A. Again, we have to follow the guidance provided by the highest quality research available about online learning that works. Panasonic has partnered with Dr. Sonny Magana, an online learning pioneer and Oxford Research Scholar to embed his methodology, what he calls the T3 Framework for Innovation, into the Panasonic higher education solution. The peer-reviewed strategies in the T3 Framework has shown to have an effect equivalent to quadrupling learning performance. The T3 Framework was recently inducted into Oxford University’s Research Encyclopedia for Education, which is what prompted us to partner with Dr. Magana. Our intention is to package AV tools with The T3 Framework’s concrete strategies, protocols, and resources so that our AV equipment is not just used, but used in the most reliable way possible to improve learning outcomes. It’s not just about the AV, but it’s about reliably improving remote and hybrid learning based on the research evidence on what works. That will make all the difference in the world. 

Q. The student experience – can they get what they need being remote? 

A. There are different levels of need. The human social/emotional aspect of learning is not only foundational, but it is difficult, but not impossible to reproduce in remote learning environments.
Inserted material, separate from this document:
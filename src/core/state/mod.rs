mod app_state;
mod config;

pub use app_state::{AppState, IntegrityReport};
pub use config::{LauncherConfig, COMPATIBLE_VERSION, SETTINGS_FILE};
So, having said that, students can get their learning and social/emotional needs met by practicing what Dr. Magana calls “Contributive Learning.” Contributive Learning theory suggests that meaningful learning is a function of both active participation in the learning experience and collective interaction. Many faculty see learning as a solo experience, like long-distance running, in which learners consume information from a lecture, commit that information to memory, and then demonstrate their recall ability on some examination. Contributive Learning Theory indicates that learning is more like a team sport–we learn better together than we do in isolation. That means shifting remote learning conversations from monologues to dialogues. That is a shift that is ideally suited to remote learning–with the right tools, training, and resources to help faculty and leadership make this shift. 
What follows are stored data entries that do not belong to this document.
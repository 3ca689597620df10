// ─── Binary Registry ───
// Installed game versions under `bin/{vanilla,custom}/<id>/`, indexed by
// `bin/index.json`.

use std::fmt;
use std::path::{Path, PathBuf};
use std::str::FromStr;

use serde::{Deserialize, Serialize};
use tracing::{info, warn};

use crate::core::downloader::{DownloadEntry, Downloader};
use crate::core::error::{LauncherError, LauncherResult};
use crate::core::registry::{Record, Registry};
use crate::core::remote::{Origin, RemoteUrl};
use crate::core::storage::{fs, PathStore, StoragePath};
use crate::core::version::VersionMetadata;

const BINARIES_DIR: &str = "bin";

#[derive(Debug, Clone, Copy, PartialEq, Eq, Hash, PartialOrd, Ord, Serialize, Deserialize)]
#[serde(rename_all = "lowercase")]
pub enum VersionType {
    Vanilla,
    Custom,
}

impl VersionType {
    pub fn as_str(&self) -> &'static str {
        match self {
            VersionType::Vanilla => "vanilla",
            VersionType::Custom => "custom",
        }
    }
}

impl fmt::Display for VersionType {
    fn fmt(&self, f: &mut fmt::Formatter<'_>) -> fmt::Result {
        f.write_str(self.as_str())
    }
}

impl FromStr for VersionType {
    type Err = LauncherError;

    fn from_str(s: &str) -> Result<Self, Self::Err> {
        match s {
            "vanilla" => Ok(VersionType::Vanilla),
            "custom" => Ok(VersionType::Custom),
            other => Err(LauncherError::Other(format!("Unknown version type: {}", other))),
        }
    }
}

/// Identity of an installed binary.
#[derive(Debug, Clone, PartialEq, Eq, Hash, PartialOrd, Ord, Serialize, Deserialize)]
pub struct BinaryKey {
    #[serde(rename = "type")]
    pub version_type: VersionType,
    pub id: String,
}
Q. How do we avoid overburdening tech support, short of turning teachers into broadcast engineers?

A. There is going to be an amount of “front-loading” by tech support folks in higher education, let us make no doubt about this. But that should be seen as a starting point, not an ongoing situation. The evidence indicates that building faculty capacity with research-driven online learning methods and strategies will reduce the burden on tech support personnel. This logic follows the old “teach a person to fish” allegory: when tech support don’t build capacity–in other words they give away fish–they are building dependency. Many higher education learning organizations are falling into this trap. However, tech support personnel who work with trusted, knowledgeable partners, like Panasonic, to build instructional capacity with online learning that works, it’s like teaching teachers how to fish. That model is much more sustainable, and, in the short- and long-term, will serve to reduce the Pandemic Slide Effect, so that higher education learning curves upwards rather than continuing to spiral downwards. 
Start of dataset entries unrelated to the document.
use std::path::{Path, PathBuf};
use std::sync::Arc;

use futures_util::stream::{self, StreamExt};
use sha1::{Digest, Sha1};
use tokio::io::AsyncWriteExt;
use tracing::{debug, info, warn};

use crate::core::error::{LauncherError, LauncherResult};
use crate::core::remote::{RemoteStore, RemoteUrl};
use crate::core::storage::fs;

/// Total attempts made for one artifact before giving up on its hash.
pub const MAX_ATTEMPTS: u32 = 3;

/// Advisory progress sink: `(label, fraction in 0..=1)`.
pub type Progress<'a> = &'a (dyn Fn(&str, f64) + Send + Sync);

/// Lowercase hex SHA-1 of `bytes`.
pub fn sha1_hex(bytes: &[u8]) -> String {
    hex::encode(Sha1::digest(bytes))
}

/// Where the expected digest of a download comes from.
#[derive(Debug, Clone, PartialEq, Eq)]
pub enum ExpectedHash {
    /// A companion file holding the hex digest, fetched on every attempt.
    Companion(RemoteUrl),
    /// A digest known up front (asset objects are named by their hash).
    Known(String),
}

/// A single file to download and verify.
#[derive(Debug, Clone)]
pub struct DownloadEntry {
    pub url: RemoteUrl,
    pub dest: PathBuf,
    pub hash: ExpectedHash,
}

impl DownloadEntry {
    /// Entry verified against `<url>.sha1`.
    pub fn with_companion(url: RemoteUrl, dest: PathBuf) -> Self {
        let hash = ExpectedHash::Companion(url.companion_sha1());
        Self { url, dest, hash }
    }

    pub fn with_known_hash(url: RemoteUrl, dest: PathBuf, sha1: impl Into<String>) -> Self {
        Self {
            url,
            dest,
            hash: ExpectedHash::Known(sha1.into()),
        }
    }
}

/// Concurrent, SHA-1 validated downloader over a [`RemoteStore`].
#[derive(Clone)]
pub struct Downloader {
    remote: Arc<dyn RemoteStore>,
    /// Maximum number of parallel downloads.
    concurrency: usize,
}

impl Downloader {
    pub fn new(remote: Arc<dyn RemoteStore>) -> Self {
        Self {
            remote,
            concurrency: 8,
        }
    }

    pub fn with_concurrency(mut self, n: usize) -> Self {
        self.concurrency = n.max(1);
        self
    }

    pub fn concurrency(&self) -> usize {
        self.concurrency
    }

    pub fn remote(&self) -> &dyn RemoteStore {
        self.remote.as_ref()
    }

    // ── Single file download ────────────────────────────

    /// Download `entry` to its destination and verify it.
    ///
    /// On a digest mismatch the written file is removed and the download is
    /// retried, up to [`MAX_ATTEMPTS`] in total. Transport errors are returned
    /// immediately. On error no file is left at `entry.dest`.
    pub async fn download_file(&self, entry: &DownloadEntry) -> LauncherResult<()> {
        for attempt in 1..=MAX_ATTEMPTS {
            let expected = match &entry.hash {
                ExpectedHash::Companion(url) => self.remote.fetch_text(url).await?,
                ExpectedHash::Known(sha1) => sha1.clone(),
            };
            let expected = expected.trim().to_ascii_lowercase();

            let actual = match self.stream_to_file(&entry.url, &entry.dest).await {
                Ok(actual) => actual,
                Err(e) => {
                    let _ = tokio::fs::remove_file(&entry.dest).await;
                    return Err(e);
                }
            };

            if actual == expected {
                debug!("Downloaded: {} -> {:?}", entry.url, entry.dest);
                return Ok(());
            }

            warn!(
                "SHA-1 mismatch for {} (attempt {}/{}): expected {}, got {}",
                entry.url, attempt, MAX_ATTEMPTS, expected, actual
            );
            let _ = tokio::fs::remove_file(&entry.dest).await;
        }

        Err(LauncherError::DownloadIntegrity {
            artifact: entry.url.to_string(),
            attempts: MAX_ATTEMPTS,
        })
    }

    /// Stream the body of `url` into `dest`, returning the digest of the
    /// bytes written.
    async fn stream_to_file(&self, url: &RemoteUrl, dest: &Path) -> LauncherResult<String> {
        fs::ensure_parent(dest).await?;
        let mut body = self.remote.open(url).await?;

        let mut hasher = Sha1::new();
        // The handle is dropped at the end of this block, before the caller
        // may remove the file.
        {
            let mut file = tokio::fs::File::create(dest)
                .await
                .map_err(|e| LauncherError::io(dest, e))?;
            while let Some(chunk) = body.next().await {
                let chunk = chunk?;
                hasher.update(&chunk);
                file.write_all(&chunk)
                    .await
                    .map_err(|e| LauncherError::io(dest, e))?;
            }
            file.flush().await.map_err(|e| LauncherError::io(dest, e))?;
        }

        Ok(hex::encode(hasher.finalize()))
    }

    // ── Batch concurrent downloads ──────────────────────

    /// Download many files concurrently using `buffer_unordered`.
    ///
    /// `progress` is called after each finished file. Returns the files that
    /// failed (if any).
    pub async fn download_batch(
        &self,
        label: &str,
        entries: Vec<DownloadEntry>,
        progress: Option<Progress<'_>>,
    ) -> Vec<(DownloadEntry, LauncherError)> {
        let total = entries.len();
        info!(
            "Starting batch download: {} files, concurrency={}",
            total, self.concurrency
        );

        let mut results = stream::iter(entries)
            .map(|entry| async move {
                let result = self.download_file(&entry).await;
                (entry, result)
            })
            .buffer_unordered(self.concurrency);

        let mut failed = Vec::new();
        let mut done = 0usize;
        while let Some((entry, result)) = results.next().await {
            done += 1;
            if let Some(report) = progress {
                report(label, done as f64 / total as f64);
            }
            if let Err(e) = result {
                failed.push((entry, e));
            }
        }
        failed
    }
}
Q. What is your best advice for resellers and schools/universities as we approach the 2020-2021 school year?

A. There is no question about it: learn about the recent breakthrough findings by Dr. Sonny Magana on online learning that works. He has based his T3 Framework for Innovation on four decade’s worth of investigation on finding the sweet spot between learning and technology. We invite interested faculty and leadership to enroll in what we call Project Moonshot–our effort to build instructional capacity with the T3 strategies and protocols in order to minimize the Pandemic disruption on learning continuity, and begin to shift the learning curve upward. Disruptive situations must be met with disruptive innovations to first minimize losses and then begin the road to recovery. We are currently seeking about 10-15 more faculty members who want to become Project Moonshot Pioneers who learn how to implement the T3 strategies and protocols, and then, with the help of Dr. Magana, evaluate the impact on student learning and engagement.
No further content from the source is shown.